How to complete this task
Below are the records; collect from them each line containing the string "prelude".
*** Given information Section Begins ***
pub mod algorithm;
pub mod first_idle;
pub mod nearest;
pub mod types;

use bevy_ecs::prelude::Resource;

pub use algorithm::DispatchAlgorithm;
pub use first_idle::FirstIdleDispatch;
pub use nearest::NearestElevatorDispatch;
pub use types::ElevatorCandidate;

/// Which dispatch algorithm a scenario should use.
#[derive(Debug, Clone, Copy, PartialEq, Eq, Default)]
pub enum DispatchAlgorithmKind {
    #[default]
    NearestElevator,
    FirstIdle,
}

/// Resource wrapper for the dispatch algorithm trait object.
#[derive(Resource)]
pub struct DispatchAlgorithmResource(pub Box<dyn DispatchAlgorithm>);

impl DispatchAlgorithmResource {
    pub fn new(algorithm: Box<dyn DispatchAlgorithm>) -> Self {
        Self(algorithm)
    }
}

impl std::ops::Deref for DispatchAlgorithmResource {
    type Target = dyn DispatchAlgorithm;

    fn deref(&self) -> &Self::Target {
        self.0.as_ref()
    }
}

/// Build the boxed dispatch algorithm for the given kind.
pub fn build_dispatch_algorithm(kind: &DispatchAlgorithmKind) -> DispatchAlgorithmResource {
    match kind {
        DispatchAlgorithmKind::NearestElevator => {
            DispatchAlgorithmResource::new(Box::new(NearestElevatorDispatch))
        }
        DispatchAlgorithmKind::FirstIdle => {
            DispatchAlgorithmResource::new(Box::new(FirstIdleDispatch))
        }
    }
}
use lift_core::call_strategy::CallStrategyKind;
use lift_core::dispatch::DispatchAlgorithmKind;

use crate::metrics::SimulationResult;
use crate::parameters::ParameterSet;

pub(crate) fn export_to_csv_impl(
    results: &[SimulationResult],
    parameter_sets: &[ParameterSet],
    file: std::fs::File,
) -> Result<(), Box<dyn std::error::Error>> {
    if results.len() != parameter_sets.len() {
        return Err(format!(
            "Results length ({}) doesn't match parameter_sets length ({})",
            results.len(),
            parameter_sets.len()
        )
        .into());
    }

    let mut wtr = csv::Writer::from_writer(file);

    wtr.write_record([
        "experiment_id",
        "run_id",
        "seed",
        "floor_count",
        "bank_count",
        "elevators_per_bank",
        "elevator_capacity",
        "num_persons",
        "min_entries_per_person",
        "max_entries_per_person",
        "schedule_window_ms",
        "floor_travel_ms",
        "door_dwell_ms",
        "dispatch_algorithm",
        "call_strategy",
        "simulation_end_time_ms",
        "total_persons",
        "total_elevators",
        "completed_persons",
        "completion_rate",
        "completed_trips",
        "trips_per_elevator",
        "total_floors_traveled",
        "avg_wait_ms",
        "median_wait_ms",
        "p90_wait_ms",
        "avg_travel_ms",
        "median_travel_ms",
        "p90_travel_ms",
    ])?;

    for (result, param_set) in results.iter().zip(parameter_sets.iter()) {
        let params = &param_set.params;
        let dispatch_str = match params.dispatch_algorithm {
            DispatchAlgorithmKind::NearestElevator => "NearestElevator",
            DispatchAlgorithmKind::FirstIdle => "FirstIdle",
        };
        let call_strategy_str = match params.call_strategy {
            CallStrategyKind::RandomBank => "RandomBank",
            CallStrategyKind::AllBanks => "AllBanks",
        };

        wtr.write_record([
            &param_set.experiment_id,
            &param_set.run_id.to_string(),
            &param_set.seed.to_string(),
            &params.floor_count.to_string(),
            &params.bank_count.to_string(),
            &params.elevators_per_bank.to_string(),
            &params.elevator_capacity.to_string(),
            &params.num_persons.to_string(),
            &params.min_entries_per_person.to_string(),
            &params.max_entries_per_person.to_string(),
            &params.schedule_window_ms.to_string(),
            &params.floor_travel_ms.to_string(),
            &params.door_dwell_ms.to_string(),
            dispatch_str,
            call_strategy_str,
            &params
                .simulation_end_time_ms
                .map(|e| e.to_string())
                .unwrap_or_default(),
            &result.total_persons.to_string(),
            &result.total_elevators.to_string(),
            &result.completed_persons.to_string(),
            &result.completion_rate.to_string(),
            &result.completed_trips.to_string(),
            &result.trips_per_elevator.to_string(),
            &result.total_floors_traveled.to_string(),
            &result.avg_wait_ms.to_string(),
            &result.median_wait_ms.to_string(),
            &result.p90_wait_ms.to_string(),
            &result.avg_travel_ms.to_string(),
            &result.median_travel_ms.to_string(),
            &result.p90_travel_ms.to_string(),
        ])?;
    }

    wtr.flush()?;
    Ok(())
}
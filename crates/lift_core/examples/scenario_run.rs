//! Run a 20-floor / 200-person office day and print completed rides.
//!
//! Run with: cargo run -p lift_core --example scenario_run

use bevy_ecs::prelude::World;
use lift_core::runner::{initialize_simulation, run_until_empty, simulation_schedule};
use lift_core::scenario::{build_scenario, ScenarioParams};

fn main() {
    const FLOOR_COUNT: usize = 20;
    const NUM_PERSONS: usize = 200;
    const ELEVATORS_PER_BANK: usize = 4;
    const SCHEDULE_HOURS: u64 = 8;

    let mut world = World::new();
    build_scenario(
        &mut world,
        ScenarioParams::default()
            .with_seed(123)
            .with_floor_count(FLOOR_COUNT)
            .with_elevators_per_bank(ELEVATORS_PER_BANK)
            .with_num_persons(NUM_PERSONS)
            .with_schedule_window_hours(SCHEDULE_HOURS),
    );
    initialize_simulation(&mut world);

    let mut schedule = simulation_schedule();
    // 8h of sim time + 200 persons with several trips each; allow enough steps to drain the queue
    let max_steps = 2_000_000;
    let steps = run_until_empty(&mut world, &mut schedule, max_steps);

    let telemetry = world.resource::<lift_core::telemetry::SimTelemetry>();
    let completed = telemetry.completed_trips.len();
    let clock = world.resource::<lift_core::clock::SimulationClock>();
    let sim_time_secs = clock.now() / 1000;

    println!(
        "--- Scenario run ({} floors, {} persons, {} cars, {}h schedule window, seed 123) ---",
        FLOOR_COUNT, NUM_PERSONS, ELEVATORS_PER_BANK, SCHEDULE_HOURS
    );
    println!("Steps executed: {}", steps);
    println!(
        "Simulation time: {} s ({:.1} min)",
        sim_time_secs,
        sim_time_secs as f64 / 60.0
    );
    println!("Completed rides: {}", completed);

    if completed > 0 {
        println!("\nSample completed rides (first 100):");
        const ONE_SEC_MS: u64 = 1000;
        const SAMPLE: usize = 100;
        for (i, r) in telemetry.completed_trips.iter().take(SAMPLE).enumerate() {
            println!(
                "  {}  person={:?} car={:?}  {} -> {}  wait={} s  travel={} s  total={} s  completed_at={} s",
                i + 1,
                r.person_entity,
                r.elevator_entity,
                r.start_floor,
                r.end_floor,
                r.wait_time() / ONE_SEC_MS,
                r.travel_time() / ONE_SEC_MS,
                r.total_time() / ONE_SEC_MS,
                r.completed_at / ONE_SEC_MS,
            );
        }
        if completed > SAMPLE {
            println!("  ... and {} more", completed - SAMPLE);
        }
    } else {
        println!("\nNo rides completed. (Schedules with fewer than two distinct floors never call a car.)");
    }
}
*** Given information Section Ends ***
Task result
use bevy_ecs::prelude::Resource;
use bevy_ecs::prelude::World;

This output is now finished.